Bríd Dixon (born 13 February 1893) was an Irish nationalist and republican who was one of the women in the GPO during the Easter Rising of 1916.

==Early life==
Bríd Dixon was born Bridget Angela Dixon to Henry Dixon and Mary Gillis of Phibsborough, Dublin. Dixon was educated in Irish at the instruction of her father, a nationalist and a solicitors clerk. She attended Muckross Park Dominican Convent in Donnybrook, and she alongside her sisters attended Irish College in Ballingeary on several occasions. Dixon was a member of the Keating Branch of the Gaelic League. As with many others Dixon then joined the Cumann na mBan's Central branch. She learnt first aid and marched at major events like the O'Donovan Rossa funeral.
Dixon was a founder member of Na bAisteoiri - a Dramatic Society for the production of plays in the Irish Language. It later became the Comhar Dramuiochta.

==Revolution==
The weekend before the Easter Rising, Dixon's father sent her out of the city. Her brother cycled out to her to let her know where she was to report on the Monday. Dixon assisted Brigid Foley in delivering money in safety, but with the confusion during the week, for the first few days Dixon and those with her were not used much. By midweek they had made it into town and during the fighting made their way into the General Post Office (GPO). Dixon was with Leslie Price, and they were given separate jobs once they arrived.

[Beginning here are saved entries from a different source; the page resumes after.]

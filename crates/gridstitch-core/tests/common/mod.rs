use std::path::{Path, PathBuf};

use gridstitch_core::grid::{parse_tile_name, AcquisitionGrid, FilenameLayout};
use gridstitch_core::sample::SampleType;
use gridstitch_core::tile::TileGeometry;
use image::{DynamicImage, ImageBuffer, Luma};
use ndarray::{s, Array2};
use rand::rngs::StdRng;
use rand::{Rng, SeedableRng};
use tempfile::TempDir;

/// Optics giving exactly 0.1 µm per pixel: 10x objective, matching tube lens,
/// 1 µm sensor pixels.
pub const PIXEL_SIZE_UM: f64 = 0.1;

/// Stage distance in millimetres for `pixels` at [`PIXEL_SIZE_UM`].
pub fn pixels_to_mm(pixels: usize) -> f64 {
    pixels as f64 * PIXEL_SIZE_UM / 1000.0
}

pub fn parameters_json(dx_mm: f64, dy_mm: f64) -> String {
    format!(
        r#"{{
  "dx(mm)": {dx_mm},
  "dy(mm)": {dy_mm},
  "dz(um)": 1.5,
  "Nx": 2,
  "Ny": 2,
  "Nz": 1,
  "tube_lens_mm": 180.0,
  "sensor_pixel_size_um": 1.0,
  "objective": {{
    "magnification": 10.0,
    "NA": 0.3,
    "tube_lens_f_mm": 180.0
  }}
}}"#
    )
}

pub const CONFIGURATIONS_XML: &str = r#"<?xml version="1.0" encoding="UTF-8"?>
<modes>
  <mode ID="1" Name="BF LED matrix full" ExposureTime="12" AnalogGain="0"
        IlluminationSource="0" IlluminationIntensity="5" Selected="1"/>
  <mode ID="5" Name="Fluorescence 405 nm Ex" ExposureTime="100" Selected="0"/>
</modes>
"#;

/// Geometry used by most synthetic grids.
pub fn geometry(height: usize, width: usize) -> TileGeometry {
    TileGeometry {
        height,
        width,
        sample_type: SampleType::U16,
    }
}

/// Build a grid straight from filenames, without touching the disk.
pub fn grid_from_names(names: &[&str], geometry: TileGeometry) -> AcquisitionGrid {
    let layout = FilenameLayout::detect(names[0].trim_end_matches(".tiff"));
    let entries = names
        .iter()
        .map(|name| {
            let parsed = parse_tile_name(name.trim_end_matches(".tiff"), layout).unwrap();
            (name.to_string(), parsed)
        })
        .collect();
    AcquisitionGrid::new(Path::new("/tiles"), layout, geometry, entries).unwrap()
}

/// Uniform noise in `[0, 1)`.
pub fn noise(height: usize, width: usize, seed: u64) -> Array2<f32> {
    let mut rng = StdRng::seed_from_u64(seed);
    Array2::from_shape_fn((height, width), |_| rng.random::<f32>())
}

/// Noise scaled into the 16-bit range, clear of both ends.
pub fn noise_scene(height: usize, width: usize, seed: u64) -> Array2<u16> {
    noise(height, width, seed).mapv(|v| 1000 + (v * 50_000.0) as u16)
}

pub fn crop(scene: &Array2<u16>, y: usize, x: usize, height: usize, width: usize) -> Array2<u16> {
    scene.slice(s![y..y + height, x..x + width]).to_owned()
}

pub fn u16_image(data: &Array2<u16>) -> DynamicImage {
    let (h, w) = data.dim();
    let buffer: ImageBuffer<Luma<u16>, Vec<u16>> =
        ImageBuffer::from_raw(w as u32, h as u32, data.iter().copied().collect()).unwrap();
    DynamicImage::ImageLuma16(buffer)
}

pub fn u8_image(data: &Array2<u8>) -> DynamicImage {
    let (h, w) = data.dim();
    let buffer: ImageBuffer<Luma<u8>, Vec<u8>> =
        ImageBuffer::from_raw(w as u32, h as u32, data.iter().copied().collect()).unwrap();
    DynamicImage::ImageLuma8(buffer)
}

pub fn constant_tile(height: usize, width: usize, value: u16) -> Array2<u16> {
    Array2::from_elem((height, width), value)
}

/// An acquisition folder on disk.
pub struct Acquisition {
    pub dir: TempDir,
}

impl Acquisition {
    /// Empty acquisition with parameters for the given stage spacing and the
    /// default configurations document.
    pub fn new(spacing_y_px: usize, spacing_x_px: usize) -> Self {
        let dir = TempDir::new().unwrap();
        let acquisition = Self { dir };
        std::fs::create_dir_all(acquisition.image_dir()).unwrap();
        std::fs::write(
            acquisition.input().join("acquisition parameters.json"),
            parameters_json(pixels_to_mm(spacing_x_px), pixels_to_mm(spacing_y_px)),
        )
        .unwrap();
        std::fs::write(
            acquisition.input().join("configurations.xml"),
            CONFIGURATIONS_XML,
        )
        .unwrap();
        acquisition
    }

    pub fn input(&self) -> PathBuf {
        self.dir.path().to_path_buf()
    }

    pub fn image_dir(&self) -> PathBuf {
        self.dir.path().join("0")
    }

    pub fn write_tile(&self, name: &str, data: &Array2<u16>) {
        u16_image(data).save(self.image_dir().join(name)).unwrap();
    }

    pub fn write_tile_u8(&self, name: &str, data: &Array2<u8>) {
        u8_image(data).save(self.image_dir().join(name)).unwrap();
    }

    /// `coordinates.csv` for a `rows x cols` grid with one z-plane. Reversed
    /// axes get decreasing stage coordinates.
    pub fn write_coordinates(
        &self,
        rows: usize,
        cols: usize,
        rows_reversed: bool,
        cols_reversed: bool,
    ) {
        let mut csv = String::from("i,j,k,x (mm),y (mm),z (um),time\n");
        for i in 0..rows {
            for j in 0..cols {
                let y = if rows_reversed { rows - 1 - i } else { i } as f64;
                let x = if cols_reversed { cols - 1 - j } else { j } as f64;
                csv.push_str(&format!("{i},{j},0,{:.3},{:.3},4500.0,0\n", x * 0.5, y * 0.5));
            }
        }
        std::fs::write(self.image_dir().join("coordinates.csv"), csv).unwrap();
    }
}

On arriving, Dixon worked for Louise Gavan Duffy in the kitchen upstairs. On Wednesday she was sent out as a messenger with ammunition for Father Mathew Hall in Church Street, alongside Price, as the two were often sent with dispatches together. Eventually with the main group of women in the GPO they were evacuated from the building, and only a small number of women remained with the men. Although questioned by the soldiers and unable to go home until the hostilities were completely over, Dixon was not arrested or imprisoned.

Dixon later married Bernard E. Fee, an engineering draughtsman, on 12 August 1931.